Dr. Albert Badger of Vernon county stated,

"From the first breaking out of this fever, it was found to be confined to the large roads or highways running through the county from south to north, and finally was centered on the Texas cattle, I believe, in the year 1853, by its being confined to one highway through the country, over which these cattle passed in that year. On this road the disease was quite fatal, killing about fifty per cent of all on the road; the persons living near the water courses over which the road crossed, lost as high as ninety per cent. Captain Freeman Barrows, and Peter Colley, the one living at the ford of the Osage river, the other near by, lost the latter per cent; one of them owning about one hundred head, while the former had considerably above that number. Mr. Collins, living at the ford of Clear Creek, south of the above, lost an equal proportion."

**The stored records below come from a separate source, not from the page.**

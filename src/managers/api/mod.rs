mod exec;
mod resolve;

pub use exec::{parse_body, CallResult, HttpExecutor};
pub use resolve::{
    join_url, merge_headers, resolve_request, CallArgs, RequestBody, ResolvedRequest,
};

use crate::errors::BridgeError;
use crate::services::logger::Logger;
use crate::services::registry::ApiRegistry;

/// Resolves tool calls against the registry and runs them on the shared client.
#[derive(Debug)]
pub struct ApiManager {
    logger: Logger,
    registry: ApiRegistry,
    executor: HttpExecutor,
}

impl ApiManager {
    pub fn new(logger: Logger, registry: ApiRegistry) -> Result<Self, BridgeError> {
        let executor = HttpExecutor::new(logger.clone())?;
        Ok(Self::with_executor(logger, registry, executor))
    }

    pub fn with_executor(logger: Logger, registry: ApiRegistry, executor: HttpExecutor) -> Self {
        Self {
            logger: logger.child("api"),
            registry,
            executor,
        }
    }

    pub fn registry(&self) -> &ApiRegistry {
        &self.registry
    }

    pub fn resolve(
        &self,
        api_name: &str,
        endpoint_name: &str,
        args: CallArgs,
    ) -> Result<ResolvedRequest, BridgeError> {
        resolve_request(&self.registry, api_name, endpoint_name, args)
    }

    pub async fn call_api(
        &self,
        api_name: &str,
        endpoint_name: &str,
        args: CallArgs,
    ) -> Result<CallResult, BridgeError> {
        let request = self.resolve(api_name, endpoint_name, args)?;
        self.logger.debug(
            "Calling endpoint",
            Some(&serde_json::json!({
                "api": api_name,
                "endpoint": endpoint_name,
                "method": request.method.as_str(),
                "url": request.url.as_str(),
            })),
        );
        self.executor.execute(&request).await
    }
}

Mr. Frock stated certain examples of experiences in his cattle during the later stages of Texas Fever,

"The Ulcers first appear about the belly, the quarters and the teats, but they spread everywhere and particularly about the mouth and muzzle. The mouth is invariably ulcerated, the tongue is blistered and ulcerated too, and there is either a discharge of sanious, offensive or bloody fluid from the nose and mouth, or considerable hemorrhage from both of them. Now, the urine, which has before been high-colored, becomes darker, or bloody; the dung likewise has streaks of blood over it, and both are exceedingly fetid. In this state the animal may continue two or three days, until it dies a mass of putridity, unless there has been an active assistant, who never shrinks from his duty, and who will properly dress the ulcers and administer the medicines."